Mis en sommeil ces derniers mois, le projet de loi immigration revient sur le devant de la scène dans un contexte particulièrement tendu, en France. L'émotion est toujours à son comble après l'attentat survenu dans un lycée d'Arras. Le texte, prévu pour être examiné au Sénat à partir du 6 novembre, suscite de vifs débats. Qu'en pensent les expatriés ? Décryptage et analyse.

Immigration en France : un sujet sensible ?

On pourrait s'attendre à ce que nombre d'expatriés prennent la parole. Mais la question invite à la prudence. Les étrangers qui acceptent de témoigner soulignent un climat électrique. Le phénomène n'est pas nouveau, rappelle l'un d'entre eux, qui travaille en France depuis 10 ans, « et toujours en situation régulière ». Il préfère garder l'anonymat, et regrette que « toute parole sur la question » puisse être « mal interprétée ».

Pour lui, les expatriés ne se sentent tout simplement pas concernés. « Je ne pense pas que les expats s'assimilent aux personnes visées dans le texte. Quand on dit "expat" c'est toujours quelqu'un avec ses papiers, non ? Même si rien ne dit que la personne a ses papiers... "Expatrié" signifie juste que vous avez quitté votre pays. On peut donc être expat sans papiers comme immigré sans papier. Mais les expats n'accepteront pas ça. En France, on dit toujours "le problème de l'immigration". En quoi venir en France est un problème ? Si j'enfreins la loi, bien sûr, je devrais accepter la sanction. Mais si j'arrive légalement en France, où est le problème ? »

Marie (nom modifié à sa demande) compare le Royaume-Uni, où elle résidait avant, et la France. « C'est quand même plus libre là-bas, même si ça devient de plus en plus n'importe quoi. En France, tout devient vite très grave. Bien sûr, il y a le contexte, terrible. Mais les débats politiques font des raccourcis dangereux. Maintenant, ils veulent expulser les étrangers qui ne respectent pas les valeurs de la République. Mais c'est quoi, les valeurs de la République ? Est-ce que tout le monde s'accordera sur une définition et l'interprétera de la même manière ? La France respecte-t-elle ses valeurs ? On parle plus d'expulsion que d'immigration. Mais ça n'a rien à voir. »

Loi immigration et valeurs de la République

Mercredi 18 octobre, Olivier Véran, porte-parole du gouvernement, expliquait que l'article 13 de la loi immigration permettrait (en cas d'adoption de la loi) de retirer le titre de séjour d'un étranger qui ne respecterait pas les « valeurs de la République ». Et le porte-parole de citer le « port ostensible d'un signe religieux » ou encore, « le refus d'être reçu par un agent de sexe opposé dans un service public ».  

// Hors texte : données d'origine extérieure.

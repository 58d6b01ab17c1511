//! Load Testing Tool
//!
//! Races concurrent bookings against one event and checks the ledger.
//! Uses PostgreSQL when `DATABASE_URL` is set, otherwise the in-memory store.
//!
//! Run with: cargo run --bin load_test --release -- --capacity 100 --requests 500 --tickets 1

use std::sync::Arc;
use std::time::Instant;

use chrono::Utc;
use futures::future::join_all;
use uuid::Uuid;

use event_booking::domain::{NewEvent, Pricing};
use event_booking::store::BookingRequest;
use event_booking::{db, Config, Datastore, DomainError, MemoryStore, PgStore, Price, StoreError, UserId};

fn arg<T: std::str::FromStr>(args: &[String], name: &str, default: T) -> T {
    args.iter()
        .position(|a| a == name)
        .and_then(|i| args.get(i + 1))
        .and_then(|s| s.parse().ok())
        .unwrap_or(default)
}

#[tokio::main]
async fn main() -> anyhow::Result<()> {
    dotenvy::dotenv().ok();

    let args: Vec<String> = std::env::args().collect();
    let capacity: u32 = arg(&args, "--capacity", 100);
    let requests: u32 = arg(&args, "--requests", 500);
    let tickets: u32 = arg(&args, "--tickets", 1);

    let config = Config::from_env()?;
    let store: Arc<dyn Datastore> = match &config.database_url {
        Some(url) => {
            println!("Connecting to database...");
            let pool = db::connect(url, &config).await?;
            Arc::new(PgStore::new(pool))
        }
        None => {
            println!("DATABASE_URL not set; using in-memory datastore");
            Arc::new(MemoryStore::new())
        }
    };

    let event = NewEvent {
        title: format!("Load test {}", Utc::now().format("%Y-%m-%d %H:%M:%S")),
        description: String::new(),
        date: Utc::now().date_naive(),
        time: String::new(),
        location: String::new(),
        price: Price::new(rust_decimal::Decimal::TEN)?,
        capacity: Some(capacity),
        image: String::new(),
        category: "Load test".to_string(),
        organizer: "load_test".to_string(),
        featured: None,
    }
    .into_event(Uuid::new_v4(), config.default_capacity, Utc::now())?;
    let event = store.insert_event(event).await?;

    println!(
        "Load Test - {} requests x {} tickets against capacity {}",
        requests, tickets, capacity
    );

    let event_id = event.id;
    let pricing = Pricing::new(config.service_fee);
    let start = Instant::now();

    let tasks = (0..requests).map(|i| {
        let store = Arc::clone(&store);
        tokio::spawn(async move {
            let request = BookingRequest {
                user_id: UserId::new(format!("load_user_{i}"))?,
                event_id,
                ticket_count: tickets,
                idempotency_key: None,
                pricing,
            };
            store.reserve_and_record(request).await
        })
    });

    let mut confirmed = 0u32;
    let mut rejected = 0u32;
    let mut failed = 0u32;
    for result in join_all(tasks).await {
        match result? {
            Ok(_) => confirmed += 1,
            Err(StoreError::Domain(DomainError::InsufficientCapacity { .. })) => rejected += 1,
            Err(e) => {
                failed += 1;
                eprintln!("Unexpected error: {e}");
            }
        }
    }

    let elapsed = start.elapsed();
    let snapshot = store
        .ledger_snapshot(event.id)
        .await?
        .ok_or_else(|| anyhow::anyhow!("ledger entry missing for {}", event.id))?;
    let discrepancies = store.find_ledger_discrepancies().await?;

    println!("\n=== Load Test Results ===");
    println!("Event: {}", event.id);
    println!("Confirmed: {}", confirmed);
    println!("Rejected (sold out): {}", rejected);
    println!("Failed: {}", failed);
    println!("Booked seats: {}/{}", snapshot.booked_seats, snapshot.capacity);
    println!("Time: {:.2}s", elapsed.as_secs_f64());
    println!(
        "Rate: {:.0} requests/sec",
        f64::from(requests) / elapsed.as_secs_f64()
    );

    let expected_seats = confirmed * tickets;
    if snapshot.booked_seats != expected_seats || snapshot.booked_seats > snapshot.capacity {
        anyhow::bail!(
            "ledger mismatch: booked {} but {} seats confirmed",
            snapshot.booked_seats,
            expected_seats
        );
    }
    if !discrepancies.is_empty() {
        anyhow::bail!("reconciliation found {} discrepancies", discrepancies.len());
    }

    println!("Ledger verified");
    Ok(())
}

Par « valeurs de la République », le ministère de l'Intérieur entend la devise républicaine « liberté, égalité, fraternité » et laïcité. Les étrangers interrogés s'accordent pour dire que la loi d'un pays doit être respectée. « Sur cette base, toute personne qui souhaite s'expatrier en France (ou dans tout autre pays) devrait être consciente des conditions requises pour y vivre » et des sanctions en cas de manquement à la règle. Si obéir aux lois d'un État est la norme, rien n'empêche, pour les expatriés interrogés, de s'engager dans « la politique locale » pour que « ses opinions soient entendues. » Il ne s'agit pas de « transformer » le pays d'accueil pour qu'il devienne comme le pays d'origine, mais plutôt de participer à la vie du pays d'accueil.

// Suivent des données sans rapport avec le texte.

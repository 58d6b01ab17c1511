//! Ledger Entry
//!
//! Seat accounting for a single event. Pure state, no locking; callers
//! hold whatever lock serializes access to the entry.

use serde::{Deserialize, Serialize};
use uuid::Uuid;

use crate::domain::DomainError;

/// Seats consumed for one event
#[derive(Debug, Clone, PartialEq, Eq, Serialize, Deserialize)]
pub struct LedgerEntry {
    event_id: Uuid,
    capacity: u32,
    booked_seats: u32,
}

/// A successful seat reservation
#[derive(Debug, Clone, Copy, PartialEq, Eq, Serialize, Deserialize)]
pub struct Reservation {
    pub id: Uuid,
    pub event_id: Uuid,
    pub seats: u32,
    pub booked_seats_after: u32,
}

/// Outcome of a release
#[derive(Debug, Clone, Copy, PartialEq, Eq)]
pub struct Release {
    /// Seats actually returned to the pool
    pub released: u32,
    /// Seats requested beyond what was booked (ignored)
    pub excess: u32,
}

/// Point-in-time view of one entry
#[derive(Debug, Clone, Copy, PartialEq, Eq, Serialize, Deserialize)]
pub struct LedgerSnapshot {
    pub capacity: u32,
    pub booked_seats: u32,
}

impl LedgerSnapshot {
    /// `capacity - booked_seats`, floored at zero
    pub fn remaining_seats(&self) -> u32 {
        self.capacity.saturating_sub(self.booked_seats)
    }
}

impl LedgerEntry {
    /// Open an empty entry for a new event
    pub fn open(event_id: Uuid, capacity: u32) -> Self {
        Self {
            event_id,
            capacity,
            booked_seats: 0,
        }
    }

    /// Rebuild an entry from stored state
    pub fn from_parts(event_id: Uuid, capacity: u32, booked_seats: u32) -> Self {
        Self {
            event_id,
            capacity,
            booked_seats: booked_seats.min(capacity),
        }
    }

    pub fn event_id(&self) -> Uuid {
        self.event_id
    }

    pub fn capacity(&self) -> u32 {
        self.capacity
    }

    pub fn booked_seats(&self) -> u32 {
        self.booked_seats
    }

    pub fn remaining_seats(&self) -> u32 {
        self.snapshot().remaining_seats()
    }

    pub fn snapshot(&self) -> LedgerSnapshot {
        LedgerSnapshot {
            capacity: self.capacity,
            booked_seats: self.booked_seats,
        }
    }

    /// Check and increment in one step.
    ///
    /// # Errors
    /// - `InvalidTicketCount` for zero seats
    /// - `InsufficientCapacity` if `booked_seats + seats > capacity`
    pub fn try_reserve(&mut self, seats: u32) -> Result<Reservation, DomainError> {
        if seats == 0 {
            return Err(DomainError::InvalidTicketCount(0));
        }

        let remaining = self.remaining_seats();
        if seats > remaining {
            return Err(DomainError::insufficient_capacity(seats, remaining));
        }

        self.booked_seats += seats;

        Ok(Reservation {
            id: Uuid::new_v4(),
            event_id: self.event_id,
            seats,
            booked_seats_after: self.booked_seats,
        })
    }

    /// Decrement, clamped at zero. Never fails.
    pub fn release(&mut self, seats: u32) -> Release {
        let released = seats.min(self.booked_seats);
        self.booked_seats -= released;

        Release {
            released,
            excess: seats - released,
        }
    }
}
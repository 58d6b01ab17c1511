//! Database module
//!
//! Connection and schema checks for the PostgreSQL backend.

use sqlx::postgres::PgPoolOptions;
use sqlx::PgPool;

use crate::config::Config;

/// Tables created by `migrations/0001_init.sql`
const REQUIRED_TABLES: [&str; 3] = ["events", "seat_ledger", "bookings"];

/// Open a pool against `database_url`
pub async fn connect(database_url: &str, config: &Config) -> Result<PgPool, sqlx::Error> {
    PgPoolOptions::new()
        .max_connections(config.database_max_connections)
        .connect(database_url)
        .await
}

/// Verify database connectivity
pub async fn verify_connection(pool: &PgPool) -> Result<(), sqlx::Error> {
    sqlx::query("SELECT 1").execute(pool).await?;
    Ok(())
}

/// Check if required tables exist
pub async fn check_schema(pool: &PgPool) -> Result<bool, sqlx::Error> {
    for table in REQUIRED_TABLES {
        let exists: bool = sqlx::query_scalar(
            r#"
            SELECT EXISTS (
                SELECT 1 FROM information_schema.tables
                WHERE table_schema = 'public' AND table_name = $1
            )
            "#,
        )
        .bind(table)
        .fetch_one(pool)
        .await?;

        if !exists {
            tracing::error!(
                table = table,
                "Required table does not exist. Apply migrations/0001_init.sql."
            );
            return Ok(false);
        }
    }

    tracing::info!("Database schema verified");
    Ok(true)
}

Certains sondés trouvent cependant qu'il serait « dangereux » d'expulser un individu au seul motif du non-respect aux valeurs de la République. « Chacun risque d'interpréter ça à sa sauce. Le racisme existe toujours. Si ma tête ne revient pas à un juge alors que je n'ai rien fait ? Quel sort pour les Français qui ne respectent pas les valeurs de la République ? La loi ne vise que les étrangers, comme si nous étions responsables de toutes les dérives en France. On dirait qu'on veut supprimer tous les étrangers, même ceux qui n'ont rien fait de mal. »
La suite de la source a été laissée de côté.